◆ **The task**:
Each line of the data below that includes the string "manager" must be copied.

◆ **Records for the exercise**:
//! Per-job attempt driver.
//!
//! One runner per in-flight job: uploads attachments, rewrites auto
//! seeds, submits the prompt, supervises the attempt with the
//! execution-start and node-execution timeouts, collects outputs, and on
//! failure either re-enqueues the job or terminates it.

use std::collections::HashMap;
use std::sync::Arc;
use std::time::Duration;

use tokio::sync::{broadcast, Notify, RwLock};
use tokio::time::Instant;
use tokio_util::sync::CancellationToken;

use fanout_comfyui::api::ApiError;
use fanout_comfyui::events::SessionEvent;
use fanout_comfyui::transport::{SessionTransport, SubmitPosition, UploadOptions};
use fanout_core::types::{JobId, PromptId};
use fanout_core::workflow::rewrite_auto_seeds;

use crate::classify::{classify_enqueue_error, classify_execution_error, FailureKind};
use crate::events::PoolEvent;
use crate::job::{FailureRecord, Job, JobOptions, JobResult, JobStatus};
use crate::manager::{ClientManager, Lease};
use crate::profiler::JobProfiler;
use crate::queue::{QueueAdapter, Reservation};

/// How long a cancelled runner waits for the server to acknowledge the
/// interrupt before resolving cancelled anyway.
const CANCEL_ACK_WAIT: Duration = Duration::from_secs(1);

/// Shared handles a runner needs from the pool.
pub(crate) struct RunnerContext {
    pub jobs: Arc<RwLock<HashMap<JobId, Job>>>,
    pub queue: Arc<dyn QueueAdapter>,
    pub manager: Arc<ClientManager>,
    pub event_tx: broadcast::Sender<PoolEvent>,
    pub dispatch_nudge: Arc<Notify>,
    pub execution_start_timeout: Duration,
    pub node_execution_timeout: Duration,
    pub retry_backoff: Option<Duration>,
    pub enable_profiling: bool,
}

◆ **Finished task**:
use crate::manager::{ClientManager, Lease};
    pub manager: Arc<ClientManager>,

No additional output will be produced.